◆ **Data**
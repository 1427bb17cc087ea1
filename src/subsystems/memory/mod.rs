//! Memory subsystem — per-session transcripts and the shared chat log.
//!
//! Two independent stores:
//!
//! - [`SessionStore`] — session id → ordered `{user, bot}` entries. Always
//!   held in memory; optionally written through to disk so transcripts
//!   survive a restart.
//! - [`ChatLog`] — a single append-only plaintext file shared by every
//!   session and channel.
//!
//! ```text
//! {session_dir}/
//! ├── 3f1c…-….json      [{"user": "...", "bot": "..."}, …]
//! └── …
//! {chat_log}            You: …\nBot: …\n\n  (appended per exchange)
//! ```

pub mod chat_log;
pub mod session_store;

pub use chat_log::ChatLog;
pub use session_store::SessionStore;

use serde::{Deserialize, Serialize};

/// One user/bot exchange in a session transcript.
#[derive(Debug, Clone, PartialEq, Eq, Serialize, Deserialize)]
pub struct TranscriptEntry {
    pub user: String,
    pub bot: String,
}

impl TranscriptEntry {
    pub fn new(user: impl Into<String>, bot: impl Into<String>) -> Self {
        Self { user: user.into(), bot: bot.into() }
    }
}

◆ **What you need to do**
Nothing but the lines from the one containing "pub use session_store::SessionStore;" to the end of the entries belongs in the answer, and each must match exactly.

◆ **The answer**
pub use session_store::SessionStore;

use serde::{Deserialize, Serialize};

/// One user/bot exchange in a session transcript.
#[derive(Debug, Clone, PartialEq, Eq, Serialize, Deserialize)]
pub struct TranscriptEntry {
    pub user: String,
    pub bot: String,
}

impl TranscriptEntry {
    pub fn new(user: impl Into<String>, bot: impl Into<String>) -> Self {
        Self { user: user.into(), bot: bot.into() }
    }
}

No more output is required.